START Information

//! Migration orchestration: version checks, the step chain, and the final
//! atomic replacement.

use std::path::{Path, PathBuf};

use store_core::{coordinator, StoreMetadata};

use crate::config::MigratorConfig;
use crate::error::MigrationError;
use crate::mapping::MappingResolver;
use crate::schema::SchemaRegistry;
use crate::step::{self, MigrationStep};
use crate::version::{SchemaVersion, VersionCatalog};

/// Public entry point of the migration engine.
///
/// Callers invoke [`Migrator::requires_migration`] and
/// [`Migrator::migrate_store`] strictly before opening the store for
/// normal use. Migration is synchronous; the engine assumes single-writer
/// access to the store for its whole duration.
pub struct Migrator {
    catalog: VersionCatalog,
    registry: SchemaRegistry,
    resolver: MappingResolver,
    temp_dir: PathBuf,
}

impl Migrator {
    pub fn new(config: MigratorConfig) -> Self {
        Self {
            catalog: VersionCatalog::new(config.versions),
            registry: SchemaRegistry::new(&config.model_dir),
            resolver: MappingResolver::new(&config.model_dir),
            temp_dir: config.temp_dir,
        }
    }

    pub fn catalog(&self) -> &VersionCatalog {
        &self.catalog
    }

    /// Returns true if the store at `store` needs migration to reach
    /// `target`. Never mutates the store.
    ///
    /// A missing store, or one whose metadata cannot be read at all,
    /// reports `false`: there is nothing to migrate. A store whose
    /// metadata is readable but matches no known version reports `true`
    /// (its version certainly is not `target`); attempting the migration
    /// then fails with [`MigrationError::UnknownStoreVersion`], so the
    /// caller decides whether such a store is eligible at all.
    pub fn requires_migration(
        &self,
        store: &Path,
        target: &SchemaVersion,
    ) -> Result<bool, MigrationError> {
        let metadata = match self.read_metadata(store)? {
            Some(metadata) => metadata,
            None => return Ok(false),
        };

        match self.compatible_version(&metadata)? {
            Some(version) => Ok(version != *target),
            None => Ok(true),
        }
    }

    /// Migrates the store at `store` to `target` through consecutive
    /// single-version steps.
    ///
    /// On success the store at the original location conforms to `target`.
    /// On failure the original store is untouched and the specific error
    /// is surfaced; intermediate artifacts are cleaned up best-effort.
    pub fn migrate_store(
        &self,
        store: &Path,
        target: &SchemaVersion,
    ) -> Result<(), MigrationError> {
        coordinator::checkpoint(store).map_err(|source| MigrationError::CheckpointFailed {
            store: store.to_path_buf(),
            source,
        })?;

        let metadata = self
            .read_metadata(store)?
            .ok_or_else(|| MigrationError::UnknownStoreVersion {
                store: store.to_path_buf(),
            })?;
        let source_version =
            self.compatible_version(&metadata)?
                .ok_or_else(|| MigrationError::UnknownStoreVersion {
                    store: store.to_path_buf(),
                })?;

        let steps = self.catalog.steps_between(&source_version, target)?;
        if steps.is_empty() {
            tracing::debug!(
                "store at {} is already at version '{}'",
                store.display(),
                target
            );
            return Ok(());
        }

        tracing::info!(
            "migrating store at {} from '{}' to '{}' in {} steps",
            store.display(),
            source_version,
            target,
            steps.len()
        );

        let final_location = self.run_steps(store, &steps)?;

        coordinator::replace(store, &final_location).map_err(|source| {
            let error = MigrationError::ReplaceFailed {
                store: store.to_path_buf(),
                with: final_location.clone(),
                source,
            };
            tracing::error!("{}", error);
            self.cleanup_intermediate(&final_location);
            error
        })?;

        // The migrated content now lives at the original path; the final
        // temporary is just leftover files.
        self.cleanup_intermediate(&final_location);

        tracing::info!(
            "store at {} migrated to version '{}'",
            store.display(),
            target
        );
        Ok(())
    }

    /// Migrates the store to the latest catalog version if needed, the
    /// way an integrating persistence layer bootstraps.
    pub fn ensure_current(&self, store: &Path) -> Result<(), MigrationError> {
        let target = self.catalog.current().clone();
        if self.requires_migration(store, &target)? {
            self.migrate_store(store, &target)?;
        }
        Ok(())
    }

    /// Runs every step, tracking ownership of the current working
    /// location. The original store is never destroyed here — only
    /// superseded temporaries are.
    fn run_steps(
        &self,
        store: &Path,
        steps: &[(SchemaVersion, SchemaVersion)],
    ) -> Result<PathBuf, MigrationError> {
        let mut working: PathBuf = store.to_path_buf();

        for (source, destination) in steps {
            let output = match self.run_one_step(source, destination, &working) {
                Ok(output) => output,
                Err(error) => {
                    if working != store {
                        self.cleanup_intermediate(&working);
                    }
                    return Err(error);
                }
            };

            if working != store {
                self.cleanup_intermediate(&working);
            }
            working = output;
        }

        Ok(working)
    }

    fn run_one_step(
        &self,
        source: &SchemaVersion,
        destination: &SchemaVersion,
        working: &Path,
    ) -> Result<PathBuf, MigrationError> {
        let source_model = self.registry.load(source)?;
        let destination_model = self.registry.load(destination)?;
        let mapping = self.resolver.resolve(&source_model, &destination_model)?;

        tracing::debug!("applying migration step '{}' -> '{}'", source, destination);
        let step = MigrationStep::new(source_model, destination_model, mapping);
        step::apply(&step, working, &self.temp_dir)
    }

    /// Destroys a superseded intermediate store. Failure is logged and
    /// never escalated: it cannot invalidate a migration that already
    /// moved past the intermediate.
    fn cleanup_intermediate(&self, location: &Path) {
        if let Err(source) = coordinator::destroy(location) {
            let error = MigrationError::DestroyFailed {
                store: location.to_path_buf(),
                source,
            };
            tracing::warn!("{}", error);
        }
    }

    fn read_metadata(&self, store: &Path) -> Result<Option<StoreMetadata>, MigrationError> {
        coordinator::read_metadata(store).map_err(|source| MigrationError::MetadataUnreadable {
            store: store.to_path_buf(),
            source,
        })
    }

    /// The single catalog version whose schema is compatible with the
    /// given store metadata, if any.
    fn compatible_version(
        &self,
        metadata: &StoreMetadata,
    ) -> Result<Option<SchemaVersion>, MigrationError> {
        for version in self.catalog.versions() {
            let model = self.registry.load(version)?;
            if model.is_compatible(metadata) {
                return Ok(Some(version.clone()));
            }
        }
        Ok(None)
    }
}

END Information
START Information

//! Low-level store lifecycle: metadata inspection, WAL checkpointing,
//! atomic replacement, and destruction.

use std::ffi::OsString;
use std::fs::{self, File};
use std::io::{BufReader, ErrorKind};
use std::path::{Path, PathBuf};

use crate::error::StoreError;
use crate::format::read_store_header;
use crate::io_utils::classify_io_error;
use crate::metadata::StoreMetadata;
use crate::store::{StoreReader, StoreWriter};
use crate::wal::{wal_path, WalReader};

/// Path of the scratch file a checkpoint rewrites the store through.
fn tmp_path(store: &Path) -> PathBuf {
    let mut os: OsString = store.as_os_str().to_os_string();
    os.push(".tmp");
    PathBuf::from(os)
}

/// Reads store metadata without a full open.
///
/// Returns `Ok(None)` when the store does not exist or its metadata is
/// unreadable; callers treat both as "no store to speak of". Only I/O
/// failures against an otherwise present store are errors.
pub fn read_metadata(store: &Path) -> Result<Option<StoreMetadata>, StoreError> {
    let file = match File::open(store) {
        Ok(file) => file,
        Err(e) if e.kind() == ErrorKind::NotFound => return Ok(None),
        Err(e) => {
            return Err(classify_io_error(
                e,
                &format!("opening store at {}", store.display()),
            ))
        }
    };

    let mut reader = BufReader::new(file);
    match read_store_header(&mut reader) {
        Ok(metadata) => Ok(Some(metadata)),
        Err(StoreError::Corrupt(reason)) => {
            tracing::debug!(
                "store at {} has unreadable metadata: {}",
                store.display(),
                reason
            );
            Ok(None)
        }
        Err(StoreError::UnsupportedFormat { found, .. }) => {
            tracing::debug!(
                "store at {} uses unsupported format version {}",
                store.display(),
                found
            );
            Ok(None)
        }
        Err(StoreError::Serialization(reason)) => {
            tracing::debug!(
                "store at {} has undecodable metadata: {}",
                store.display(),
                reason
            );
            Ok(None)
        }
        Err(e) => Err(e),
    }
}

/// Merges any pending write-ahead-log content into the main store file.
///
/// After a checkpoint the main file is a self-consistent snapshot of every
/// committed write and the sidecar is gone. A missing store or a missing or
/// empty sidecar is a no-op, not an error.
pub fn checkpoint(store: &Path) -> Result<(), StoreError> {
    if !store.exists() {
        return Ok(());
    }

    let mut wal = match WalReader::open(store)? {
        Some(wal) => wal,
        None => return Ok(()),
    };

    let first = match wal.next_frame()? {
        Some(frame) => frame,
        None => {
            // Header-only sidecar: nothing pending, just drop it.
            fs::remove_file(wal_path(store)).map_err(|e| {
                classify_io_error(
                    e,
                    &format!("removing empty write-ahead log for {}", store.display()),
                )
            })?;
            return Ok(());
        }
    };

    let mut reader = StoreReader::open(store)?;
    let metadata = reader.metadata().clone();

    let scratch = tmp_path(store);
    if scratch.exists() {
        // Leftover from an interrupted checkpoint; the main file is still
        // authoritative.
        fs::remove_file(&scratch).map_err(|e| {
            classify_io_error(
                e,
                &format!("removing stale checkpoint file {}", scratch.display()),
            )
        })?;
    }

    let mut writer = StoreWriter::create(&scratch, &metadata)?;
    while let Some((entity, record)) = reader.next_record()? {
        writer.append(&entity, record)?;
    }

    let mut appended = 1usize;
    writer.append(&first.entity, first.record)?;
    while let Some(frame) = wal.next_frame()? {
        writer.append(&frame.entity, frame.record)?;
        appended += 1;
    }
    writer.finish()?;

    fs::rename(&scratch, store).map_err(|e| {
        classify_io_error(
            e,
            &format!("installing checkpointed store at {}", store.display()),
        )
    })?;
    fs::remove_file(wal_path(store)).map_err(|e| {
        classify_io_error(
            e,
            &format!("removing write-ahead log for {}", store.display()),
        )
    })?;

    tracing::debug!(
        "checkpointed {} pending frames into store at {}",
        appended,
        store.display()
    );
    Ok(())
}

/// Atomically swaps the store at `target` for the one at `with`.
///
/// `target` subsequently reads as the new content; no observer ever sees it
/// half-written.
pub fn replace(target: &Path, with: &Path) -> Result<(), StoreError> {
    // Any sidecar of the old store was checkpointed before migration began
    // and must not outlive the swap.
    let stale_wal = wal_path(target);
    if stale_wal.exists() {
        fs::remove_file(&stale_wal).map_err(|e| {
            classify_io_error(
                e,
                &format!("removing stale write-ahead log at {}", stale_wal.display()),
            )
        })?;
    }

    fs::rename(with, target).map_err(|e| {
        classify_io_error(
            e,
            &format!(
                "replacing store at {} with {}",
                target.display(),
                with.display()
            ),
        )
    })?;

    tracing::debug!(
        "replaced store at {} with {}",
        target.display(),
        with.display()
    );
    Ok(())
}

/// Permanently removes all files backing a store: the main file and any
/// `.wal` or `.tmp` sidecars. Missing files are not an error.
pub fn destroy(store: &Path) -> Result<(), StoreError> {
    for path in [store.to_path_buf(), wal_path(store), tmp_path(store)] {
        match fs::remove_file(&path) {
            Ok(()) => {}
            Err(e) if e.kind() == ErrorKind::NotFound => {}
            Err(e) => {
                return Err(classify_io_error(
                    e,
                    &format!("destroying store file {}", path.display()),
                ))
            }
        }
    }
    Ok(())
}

END Information

◆ Your goal
The answer must be every line from the records above that contains the word "just", copied in full.

◆ Task response
        // temporary is just leftover files.
            // Header-only sidecar: nothing pending, just drop it.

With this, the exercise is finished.